Word for word, reproduce every line of the data below.

Source data –

=-=-=-=-=

//! # Product Repository
//!
//! Database operations for products.
//!
//! ## Key Operations
//! - Full listing for the inventory table and every chart
//! - Insert from the "Add Product" form
//! - Whole-row update and delete from the per-product editor
//!
//! ## Edit Flow
//! ```text
//! ┌─────────────────────────────────────────────────────────────────────────┐
//! │                                                                         │
//! │  📦 Gel Pen | Stock: 150 | ₹25  (expander)                              │
//! │       │                                                                 │
//! │       ├── ✏️ Update → update(id, NewProduct { all five fields })        │
//! │       │                 UPDATE products SET ... WHERE id = ?            │
//! │       │                                                                 │
//! │       └── 🗑️ Delete → delete(id)                                        │
//! │                         DELETE FROM products WHERE id = ?               │
//! │                                                                         │
//! └─────────────────────────────────────────────────────────────────────────┘
//! ```

use sqlx::{SqliteConnection, SqlitePool};
use tracing::debug;

use crate::error::{DbError, DbResult};
use haven_core::{NewProduct, Product};

/// Repository for product database operations.
///
/// ## Usage
/// ```rust,ignore
/// let repo = ProductRepository::new(pool);
///
/// let id = repo.insert(&NewProduct::new("Gel Pen", "Pens", 150, 25.0, "PenCo")).await?;
/// let products = repo.list_all().await?;
/// ```
#[derive(Debug, Clone)]
pub struct ProductRepository {
    pool: SqlitePool,
}

impl ProductRepository {
    /// Creates a new ProductRepository.
    pub fn new(pool: SqlitePool) -> Self {
        ProductRepository { pool }
    }

    /// Lists every product in insertion order.
    ///
    /// No pagination and no filtering: the pages and the analytics work on
    /// the full set.
    pub async fn list_all(&self) -> DbResult<Vec<Product>> {
        let products = sqlx::query_as::<_, Product>(
            r#"
            SELECT id, name, category, stock, price, supplier
            FROM products
            ORDER BY id
            "#,
        )
        .fetch_all(&self.pool)
        .await?;

        debug!(count = products.len(), "Listed products");
        Ok(products)
    }

    /// Gets a product by its ID.
    ///
    /// ## Returns
    /// * `Ok(Some(Product))` - Product found
    /// * `Ok(None)` - Product not found
    pub async fn get_by_id(&self, id: i64) -> DbResult<Option<Product>> {
        let product = sqlx::query_as::<_, Product>(
            r#"
            SELECT id, name, category, stock, price, supplier
            FROM products
            WHERE id = ?1
            "#,
        )
        .bind(id)
        .fetch_optional(&self.pool)
        .await?;

        Ok(product)
    }

    /// Inserts a new product.
    ///
    /// ## Returns
    /// * `Ok(i64)` - The id SQLite assigned
    /// * `Err(DbError::Validation)` - Empty field or negative stock/price
    pub async fn insert(&self, product: &NewProduct) -> DbResult<i64> {
        let mut conn = self.pool.acquire().await?;
        insert_product(&mut conn, product).await
    }

    /// Replaces every mutable field of an existing product.
    ///
    /// ## Returns
    /// * `Ok(())` - Update successful
    /// * `Err(DbError::NotFound)` - No product with this id; nothing changed
    /// * `Err(DbError::Validation)` - Payload rejected; nothing changed
    pub async fn update(&self, id: i64, product: &NewProduct) -> DbResult<()> {
        product.validate()?;

        debug!(id, name = %product.name, "Updating product");

        let result = sqlx::query(
            r#"
            UPDATE products SET
                name = ?2,
                category = ?3,
                stock = ?4,
                price = ?5,
                supplier = ?6
            WHERE id = ?1
            "#,
        )
        .bind(id)
        .bind(&product.name)
        .bind(&product.category)
        .bind(product.stock)
        .bind(product.price)
        .bind(&product.supplier)
        .execute(&self.pool)
        .await?;

        if result.rows_affected() == 0 {
            return Err(DbError::not_found("Product", id));
        }

        Ok(())
    }

    /// Deletes a product.
    ///
    /// ## Returns
    /// * `Ok(())` - Row removed
    /// * `Err(DbError::NotFound)` - No product with this id; nothing changed
    pub async fn delete(&self, id: i64) -> DbResult<()> {
        debug!(id, "Deleting product");

        let result = sqlx::query("DELETE FROM products WHERE id = ?1")
            .bind(id)
            .execute(&self.pool)
            .await?;

        if result.rows_affected() == 0 {
            return Err(DbError::not_found("Product", id));
        }

        Ok(())
    }

    /// Counts all products.
    pub async fn count(&self) -> DbResult<i64> {
        let count: i64 = sqlx::query_scalar("SELECT COUNT(*) FROM products")
            .fetch_one(&self.pool)
            .await?;

        Ok(count)
    }
}

/// Inserts on an existing connection so seeding can share one transaction.
pub(crate) async fn insert_product(
    conn: &mut SqliteConnection,
    product: &NewProduct,
) -> DbResult<i64> {
    product.validate()?;

    debug!(name = %product.name, category = %product.category, "Inserting product");

    let result = sqlx::query(
        r#"
        INSERT INTO products (name, category, stock, price, supplier)
        VALUES (?1, ?2, ?3, ?4, ?5)
        "#,
    )
    .bind(&product.name)
    .bind(&product.category)
    .bind(product.stock)
    .bind(product.price)
    .bind(&product.supplier)
    .execute(&mut *conn)
    .await?;

    Ok(result.last_insert_rowid())
}

// =============================================================================
// Unit Tests
// =============================================================================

=-=-=-=-=

Your solution –
//! # Product Repository
//!
//! Database operations for products.
//!
//! ## Key Operations
//! - Full listing for the inventory table and every chart
//! - Insert from the "Add Product" form
//! - Whole-row update and delete from the per-product editor
//!
//! ## Edit Flow
//! ```text
//! ┌─────────────────────────────────────────────────────────────────────────┐
//! │                                                                         │
//! │  📦 Gel Pen | Stock: 150 | ₹25  (expander)                              │
//! │       │                                                                 │
//! │       ├── ✏️ Update → update(id, NewProduct { all five fields })        │
//! │       │                 UPDATE products SET ... WHERE id = ?            │
//! │       │                                                                 │
//! │       └── 🗑️ Delete → delete(id)                                        │
//! │                         DELETE FROM products WHERE id = ?               │
//! │                                                                         │
//! └─────────────────────────────────────────────────────────────────────────┘
//! ```

use sqlx::{SqliteConnection, SqlitePool};
use tracing::debug;

use crate::error::{DbError, DbResult};
use haven_core::{NewProduct, Product};

/// Repository for product database operations.
///
/// ## Usage
/// ```rust,ignore
/// let repo = ProductRepository::new(pool);
///
/// let id = repo.insert(&NewProduct::new("Gel Pen", "Pens", 150, 25.0, "PenCo")).await?;
/// let products = repo.list_all().await?;
/// ```
#[derive(Debug, Clone)]
pub struct ProductRepository {
    pool: SqlitePool,
}

impl ProductRepository {
    /// Creates a new ProductRepository.
    pub fn new(pool: SqlitePool) -> Self {
        ProductRepository { pool }
    }

    /// Lists every product in insertion order.
    ///
    /// No pagination and no filtering: the pages and the analytics work on
    /// the full set.
    pub async fn list_all(&self) -> DbResult<Vec<Product>> {
        let products = sqlx::query_as::<_, Product>(
            r#"
            SELECT id, name, category, stock, price, supplier
            FROM products
            ORDER BY id
            "#,
        )
        .fetch_all(&self.pool)
        .await?;

        debug!(count = products.len(), "Listed products");
        Ok(products)
    }

    /// Gets a product by its ID.
    ///
    /// ## Returns
    /// * `Ok(Some(Product))` - Product found
    /// * `Ok(None)` - Product not found
    pub async fn get_by_id(&self, id: i64) -> DbResult<Option<Product>> {
        let product = sqlx::query_as::<_, Product>(
            r#"
            SELECT id, name, category, stock, price, supplier
            FROM products
            WHERE id = ?1
            "#,
        )
        .bind(id)
        .fetch_optional(&self.pool)
        .await?;

        Ok(product)
    }

    /// Inserts a new product.
    ///
    /// ## Returns
    /// * `Ok(i64)` - The id SQLite assigned
    /// * `Err(DbError::Validation)` - Empty field or negative stock/price
    pub async fn insert(&self, product: &NewProduct) -> DbResult<i64> {
        let mut conn = self.pool.acquire().await?;
        insert_product(&mut conn, product).await
    }

    /// Replaces every mutable field of an existing product.
    ///
    /// ## Returns
    /// * `Ok(())` - Update successful
    /// * `Err(DbError::NotFound)` - No product with this id; nothing changed
    /// * `Err(DbError::Validation)` - Payload rejected; nothing changed
    pub async fn update(&self, id: i64, product: &NewProduct) -> DbResult<()> {
        product.validate()?;

        debug!(id, name = %product.name, "Updating product");

        let result = sqlx::query(
            r#"
            UPDATE products SET
                name = ?2,
                category = ?3,
                stock = ?4,
                price = ?5,
                supplier = ?6
            WHERE id = ?1
            "#,
        )
        .bind(id)
        .bind(&product.name)
        .bind(&product.category)
        .bind(product.stock)
        .bind(product.price)
        .bind(&product.supplier)
        .execute(&self.pool)
        .await?;

        if result.rows_affected() == 0 {
            return Err(DbError::not_found("Product", id));
        }

        Ok(())
    }

    /// Deletes a product.
    ///
    /// ## Returns
    /// * `Ok(())` - Row removed
    /// * `Err(DbError::NotFound)` - No product with this id; nothing changed
    pub async fn delete(&self, id: i64) -> DbResult<()> {
        debug!(id, "Deleting product");

        let result = sqlx::query("DELETE FROM products WHERE id = ?1")
            .bind(id)
            .execute(&self.pool)
            .await?;

        if result.rows_affected() == 0 {
            return Err(DbError::not_found("Product", id));
        }

        Ok(())
    }

    /// Counts all products.
    pub async fn count(&self) -> DbResult<i64> {
        let count: i64 = sqlx::query_scalar("SELECT COUNT(*) FROM products")
            .fetch_one(&self.pool)
            .await?;

        Ok(count)
    }
}

/// Inserts on an existing connection so seeding can share one transaction.
pub(crate) async fn insert_product(
    conn: &mut SqliteConnection,
    product: &NewProduct,
) -> DbResult<i64> {
    product.validate()?;

    debug!(name = %product.name, category = %product.category, "Inserting product");

    let result = sqlx::query(
        r#"
        INSERT INTO products (name, category, stock, price, supplier)
        VALUES (?1, ?2, ?3, ?4, ?5)
        "#,
    )
    .bind(&product.name)
    .bind(&product.category)
    .bind(product.stock)
    .bind(product.price)
    .bind(&product.supplier)
    .execute(&mut *conn)
    .await?;

    Ok(result.last_insert_rowid())
}

// =============================================================================
// Unit Tests
// =============================================================================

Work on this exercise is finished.